Our study is not without its limitations. Although we analyzed a longitudinal cohort of patients prospectively enrolled in an outcomes-tracking protocol, the present analysis was retrospectively performed. Direct contact is maintained with both patients and referring physicians through toxicity and outcomes assessments via an electronic patient portal, relevant imaging was reviewed by our team, and a high level of continued follow-up was maintained, as shown in Figure 1. We are, therefore, confident in our estimates of disease control and clinically meaningful late complications. However, as most follow-up was performed remotely, we recognize the potential for inconsistent reporting of grade 1 and 2 toxicity. Additionally, a median follow-up under 5 years is insufficient time to fully characterize the recurrence and outcome patterns. These issues, including the heterogeneity of the study population, are intrinsic to most rare disease entities treated at referral centers, wherein travel for continued follow-up at the treating institution is challenging for logistical or financial reasons. However, this shortcoming is not isolated to the present series. Investigators at our institution have found that disease control is not compromised when multidisciplinary teams are willing to coordinate complex patient care across physical distance [11, 13, 15]. Although the present LC and DSS rate are promising, continued follow-up will be needed to determine long-term outcomes.

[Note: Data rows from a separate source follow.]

use axum::extract::{Path, Query};
use axum::http::StatusCode;
use axum::Json;
use contracts::shared::list::{ActionResponse, ListQuery, PaginatedResponse, PrintResponse};
use sea_orm::DatabaseConnection;
use serde_json::Value;

use crate::domain::documents::{service, DocumentError};
use crate::shared::data::db::get_connection;

/// Maps a service failure to a status code; unexpected errors are logged
fn error_status(action: &str, collection: &str, error: &anyhow::Error) -> StatusCode {
    match error.downcast_ref::<DocumentError>() {
        Some(DocumentError::UnknownCollection(_)) | Some(DocumentError::NotFound { .. }) => {
            tracing::warn!("{} {}: {}", action, collection, error);
            StatusCode::NOT_FOUND
        }
        _ => {
            tracing::error!("Failed to {} {}: {}", action, collection, error);
            StatusCode::INTERNAL_SERVER_ERROR
        }
    }
}

fn connection(action: &str, collection: &str) -> Result<&'static DatabaseConnection, StatusCode> {
    get_connection().map_err(|e| error_status(action, collection, &e))
}

/// Rejected conversions are a normal outcome: `{success: false, message}`
fn rejection(error: &anyhow::Error) -> Option<ActionResponse> {
    error
        .downcast_ref::<DocumentError>()
        .filter(|e| e.is_rejection())
        .map(|e| ActionResponse::failed(e.to_string()))
}

/// GET /api/:collection/list
pub async fn list(
    Path(collection): Path<String>,
    Query(params): Query<Vec<(String, String)>>,
) -> Result<Json<PaginatedResponse<Value>>, StatusCode> {
    let query = ListQuery::from_pairs(params);
    let db = connection("list", &collection)?;
    service::list(db, &collection, &query)
        .await
        .map(Json)
        .map_err(|e| error_status("list", &collection, &e))
}

/// GET /api/:collection/:id
pub async fn get_by_id(
    Path((collection, id)): Path<(String, String)>,
) -> Result<Json<Value>, StatusCode> {
    let db = connection("get", &collection)?;
    service::get_by_id(db, &collection, &id)
        .await
        .map(Json)
        .map_err(|e| error_status("get", &collection, &e))
}

/// DELETE /api/:collection/:id
pub async fn delete(
    Path((collection, id)): Path<(String, String)>,
) -> Result<Json<ActionResponse>, StatusCode> {
    let db = connection("delete", &collection)?;
    service::delete(db, &collection, &id)
        .await
        .map(Json)
        .map_err(|e| error_status("delete", &collection, &e))
}

/// POST /api/:collection/:id/clone
pub async fn clone_document(
    Path((collection, id)): Path<(String, String)>,
) -> Result<Json<Value>, StatusCode> {
    let db = connection("clone", &collection)?;
    service::clone_document(db, &collection, &id)
        .await
        .map(Json)
        .map_err(|e| error_status("clone", &collection, &e))
}

/// POST /api/:collection/:id/convert
pub async fn convert(
    Path((collection, id)): Path<(String, String)>,
) -> Result<Json<ActionResponse>, StatusCode> {
    let db = connection("convert", &collection)?;
    match service::convert(db, &collection, &id).await {
        Ok(response) => Ok(Json(response)),
        Err(e) => match rejection(&e) {
            Some(response) => {
                tracing::info!("Conversion of {} {} rejected: {}", collection, id, e);
                Ok(Json(response))
            }
            None => Err(error_status("convert", &collection, &e)),
        },
    }
}

/// GET /api/:collection/:id/print
pub async fn print(
    Path((collection, id)): Path<(String, String)>,
) -> Result<Json<PrintResponse>, StatusCode> {
    let db = connection("print", &collection)?;
    service::print(db, &collection, &id)
        .await
        .map(Json)
        .map_err(|e| error_status("print", &collection, &e))
}

/// GET /api/:collection/:id/document
pub async fn document_view(
    Path((collection, id)): Path<(String, String)>,
) -> Result<Json<Value>, StatusCode> {
    let db = connection("render", &collection)?;
    service::document_view(db, &collection, &id)
        .await
        .map(Json)
        .map_err(|e| error_status("render", &collection, &e))
}
use chrono::NaiveDateTime;
use serde::Serialize;
use sqlx::FromRow;

use super::VoteKind;

/// Board listing row, joined with the caller's vote and the recommended marker.
#[derive(Debug, Clone, FromRow)]
pub struct PostSummary {
    pub id: i64,
    pub ip: String,
    pub author: String,
    pub title: String,
    pub likes: i64,
    pub dislikes: i64,
    pub views: i64,
    pub is_notice: bool,
    pub created_at: NaiveDateTime,
    pub user_vote: Option<String>,
    pub promoted_at: Option<NaiveDateTime>,
}

impl PostSummary {
    pub fn user_vote(&self) -> Option<VoteKind> {
        self.user_vote.as_deref().and_then(|v| v.parse().ok())
    }
}

/// Full post as stored.
#[derive(Debug, Clone, FromRow, Serialize)]
pub struct Post {
    pub id: i64,
    pub ip: String,
    pub author: String,
    pub title: String,
    pub content: String,
    pub likes: i64,
    pub dislikes: i64,
    pub views: i64,
    pub is_notice: bool,
    pub status: i64,
    pub created_at: NaiveDateTime,
}

#[derive(Debug, Clone)]
pub struct NewPost {
    pub ip: String,
    pub author: String,
    pub title: String,
    pub content: String,
}

#[derive(Debug, Clone, Copy, FromRow, Serialize)]
pub struct VoteCounts {
    pub likes: i64,
    pub dislikes: i64,
}
//! Rebuilds the reply forest of a post from its flat comment rows.
//!
//! Rows whose parent is not in the set (for example because the parent was
//! soft-deleted) are dropped together with everything below them. Which
//! node ends up under which parent does not depend on row order; siblings
//! keep the order they had in the input.

use std::collections::{HashMap, HashSet};

use crate::models::{Comment, CommentNode};

pub fn build_comment_tree(rows: Vec<Comment>) -> Vec<CommentNode> {
    let ids: HashSet<i64> = rows.iter().map(|c| c.id).collect();

    let mut roots = Vec::new();
    let mut children: HashMap<i64, Vec<usize>> = HashMap::new();
    for (idx, row) in rows.iter().enumerate() {
        match row.parent_id {
            None => roots.push(idx),
            Some(parent) if ids.contains(&parent) => children.entry(parent).or_default().push(idx),
            Some(_) => {}
        }
    }

    let mut slots: Vec<Option<Comment>> = rows.into_iter().map(Some).collect();
    roots
        .into_iter()
        .filter_map(|idx| assemble(idx, &mut slots, &children))
        .collect()
}

/// Depth-first assembly with an explicit stack, so reply chains of any depth
/// are fine. Each slot is taken at most once.
fn assemble(
    root: usize,
    slots: &mut [Option<Comment>],
    children: &HashMap<i64, Vec<usize>>,
) -> Option<CommentNode> {
    let kids_of = |id: i64| children.get(&id).cloned().unwrap_or_default().into_iter();

    let comment = slots[root].take()?;
    let kids = kids_of(comment.id);
    let mut stack = vec![(CommentNode::from(comment), kids)];

    loop {
        let (_, pending) = stack.last_mut()?;
        match pending.next() {
            Some(child) => {
                if let Some(comment) = slots[child].take() {
                    let kids = kids_of(comment.id);
                    stack.push((CommentNode::from(comment), kids));
                }
            }
            None => {
                let (node, _) = stack.pop()?;
                match stack.last_mut() {
                    Some((parent, _)) => parent.replies.push(node),
                    None => return Some(node),
                }
            }
        }
    }
}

In summary, the present series reaffirms the contemporary proton experience that high-dose PT alone or after maximal safe surgical resection for skull-base chordoma provides improved LC compared with historic series, with acceptable late-complication–free survival, and no serious acute (grade ≥ 3) complications. The excellent LC and DSS rates observed among our patients underscore the value of safe macroscopic tumor resection. Further follow-up of this cohort is necessary to better characterize long-term disease control and late toxicities.

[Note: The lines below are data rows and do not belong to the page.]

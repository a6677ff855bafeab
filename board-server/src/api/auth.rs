use axum::{
    extract::{Query, State},
    response::Redirect,
    routing::{get, post},
    Json, Router,
};
use axum_extra::extract::cookie::{Cookie, CookieJar, SameSite};
use axum_extra::extract::WithRejection;
use serde::{Deserialize, Serialize};

use crate::auth::SESSION_COOKIE;
use crate::error::{AppError, Result};
use crate::AppState;

pub fn routes() -> Router<AppState> {
    Router::new()
        .route("/google", get(google_login))
        .route("/google/callback", get(google_callback))
        .route("/check", get(check))
        .route("/logout", post(logout))
}

fn session_cookie(session_id: String, secure: bool) -> Cookie<'static> {
    Cookie::build((SESSION_COOKIE, session_id))
        .path("/")
        .http_only(true)
        .same_site(SameSite::Lax)
        .secure(secure)
        .build()
}

async fn google_login(
    State(state): State<AppState>,
    jar: CookieJar,
) -> Result<(CookieJar, Redirect)> {
    // a repeated click reuses the pending session named by the cookie
    let resumed = jar.get(SESSION_COOKIE).and_then(|cookie| {
        let id = cookie.value().to_string();
        state.sessions.resume_login(&id).map(|oauth_state| (id, oauth_state))
    });
    let (session_id, oauth_state) = resumed.unwrap_or_else(|| state.sessions.begin_login());

    let url = state
        .identity
        .authorization_url(&oauth_state)
        .map_err(anyhow::Error::from)?;

    let jar = jar.add(session_cookie(session_id, state.config.admin.cookie_secure));

    Ok((jar, Redirect::to(&url)))
}

#[derive(Debug, Deserialize)]
pub struct CallbackQuery {
    pub code: Option<String>,
    pub state: Option<String>,
    pub error: Option<String>,
}

async fn google_callback(
    State(state): State<AppState>,
    jar: CookieJar,
    WithRejection(Query(query), _): WithRejection<Query<CallbackQuery>, AppError>,
) -> Result<(CookieJar, Redirect)> {
    if let Some(error) = query.error {
        tracing::warn!(%error, "OAuth provider returned an error");
        return Err(AppError::Unauthorized);
    }

    let pending_id = jar
        .get(SESSION_COOKIE)
        .map(|c| c.value().to_string())
        .ok_or_else(|| AppError::BadRequest("Login session missing".to_string()))?;

    let state_ok = query
        .state
        .as_deref()
        .map(|s| state.sessions.take_oauth_state(&pending_id, s))
        .unwrap_or(false);
    if !state_ok {
        return Err(AppError::BadRequest("Invalid OAuth state".to_string()));
    }

    let code = query
        .code
        .ok_or_else(|| AppError::BadRequest("Authorization code missing".to_string()))?;

    let identity = state.identity.exchange_code(&code).await.map_err(|e| {
        tracing::warn!(error = %e, "OAuth code exchange failed");
        AppError::Unauthorized
    })?;

    let admin_email = state.config.admin.email.trim();
    let is_admin = identity.email_verified
        && !admin_email.is_empty()
        && identity.email.eq_ignore_ascii_case(admin_email);

    if !is_admin {
        state.sessions.remove(&pending_id);
        tracing::warn!(email = %identity.email, "Rejected admin login");
        return Err(AppError::Forbidden);
    }

    let session_id = state
        .sessions
        .promote(&pending_id, identity.email.clone(), identity.name);

    tracing::info!(admin = %identity.email, "Admin signed in");

    let jar = jar.add(session_cookie(session_id, state.config.admin.cookie_secure));

    Ok((jar, Redirect::to(&state.config.oauth.post_login_redirect)))
}

#[derive(Debug, Serialize)]
#[serde(rename_all = "camelCase")]
pub struct CheckResponse {
    pub success: bool,
    pub is_admin: bool,
    pub email: Option<String>,
    pub name: Option<String>,
}

async fn check(State(state): State<AppState>, jar: CookieJar) -> Json<CheckResponse> {
    let session = jar
        .get(SESSION_COOKIE)
        .and_then(|c| state.sessions.admin(c.value()));

    Json(match session {
        Some(session) => CheckResponse {
            success: true,
            is_admin: true,
            email: session.email,
            name: session.name,
        },
        None => CheckResponse {
            success: true,
            is_admin: false,
            email: None,
            name: None,
        },
    })
}

#[derive(Debug, Serialize)]
pub struct LogoutResponse {
    pub success: bool,
    pub message: &'static str,
}

async fn logout(State(state): State<AppState>, jar: CookieJar) -> (CookieJar, Json<LogoutResponse>) {
    if let Some(cookie) = jar.get(SESSION_COOKIE) {
        state.sessions.remove(cookie.value());
    }

    let jar = jar.remove(Cookie::build(SESSION_COOKIE).path("/"));

    (
        jar,
        Json(LogoutResponse {
            success: true,
            message: "Logged out.",
        }),
    )
}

ADDITIONAL INFORMATION AND DECLARATIONS
Conflicts of Interest: Adam L. Holtzman, MD, has received a speaking honorarium from the American Academy of Insurance Medicine and the American Council of Life Insurers. William M. Mendenhall, MD, is Operating Editor of the International Journal of Particle Therapy.

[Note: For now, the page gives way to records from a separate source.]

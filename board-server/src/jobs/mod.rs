mod promotion;
pub mod session_sweep;

pub use promotion::PromotionJob;
use std::time::Duration;

use tokio::sync::broadcast;
use tokio::task::JoinHandle;
use tokio::time::interval;
use tracing::debug;

use crate::auth::SessionStore;

const SWEEP_INTERVAL_SECS: u64 = 600;

/// Periodically drops expired admin sessions and abandoned logins.
pub fn start(sessions: SessionStore, mut shutdown: broadcast::Receiver<()>) -> JoinHandle<()> {
    tokio::spawn(async move {
        let mut ticker = interval(Duration::from_secs(SWEEP_INTERVAL_SECS));

        loop {
            tokio::select! {
                _ = ticker.tick() => {
                    let removed = sessions.purge_expired();
                    if removed > 0 {
                        debug!(removed, "Expired sessions purged");
                    }
                }
                _ = shutdown.recv() => break,
            }
        }
    })
}
// Shared-password gate in front of the whole board
use axum::{
    extract::{Request, State},
    http::{header, HeaderValue, StatusCode},
    middleware::Next,
    response::{IntoResponse, Response},
};
use base64::{engine::general_purpose::STANDARD, Engine as _};

use crate::AppState;

const REALM: &str = "Basic realm=\"Protected Area\"";

/// Checks an `Authorization` header value against the shared password.
/// The user name is ignored.
pub fn password_matches(header: &str, expected: &str) -> bool {
    let Some(encoded) = header.strip_prefix("Basic ") else {
        return false;
    };

    let Ok(decoded) = STANDARD.decode(encoded.trim()) else {
        return false;
    };

    let Ok(credentials) = String::from_utf8(decoded) else {
        return false;
    };

    match credentials.split_once(':') {
        Some((_user, password)) => password == expected,
        None => false,
    }
}

pub async fn require_password(
    State(state): State<AppState>,
    request: Request,
    next: Next,
) -> Response {
    let access = &state.config.access;
    if !access.enabled() {
        return next.run(request).await;
    }

    let authorized = request
        .headers()
        .get(header::AUTHORIZATION)
        .and_then(|h| h.to_str().ok())
        .map(|h| password_matches(h, &access.password))
        .unwrap_or(false);

    if !authorized {
        tracing::debug!(path = %request.uri().path(), "Rejected request without board password");
        return challenge();
    }

    next.run(request).await
}

fn challenge() -> Response {
    let mut response = (StatusCode::UNAUTHORIZED, "Authentication required").into_response();
    response
        .headers_mut()
        .insert(header::WWW_AUTHENTICATE, HeaderValue::from_static(REALM));
    response
}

The authors have no other relevant conflicts of interest to disclose.
Acknowledgments: This study was presented at 24th Annual Scientific Meeting and Education Day of the Society for Neuro-Oncology, November 22–24, 2019, Phoenix, Arizona. The authors would like to acknowledge Robin Cacchio for administrative research assistance; the University of Florida Health Proton Therapy Institute nursing team, including Theresa Harrington, Michelle Wear, Marcia Morris, and Kerri Hopper; and Christopher Stich for editorial assistance.
Funding: The authors have no funding to disclose.
Ethical Approval: All patient data were collected under internal review board–approved protocol.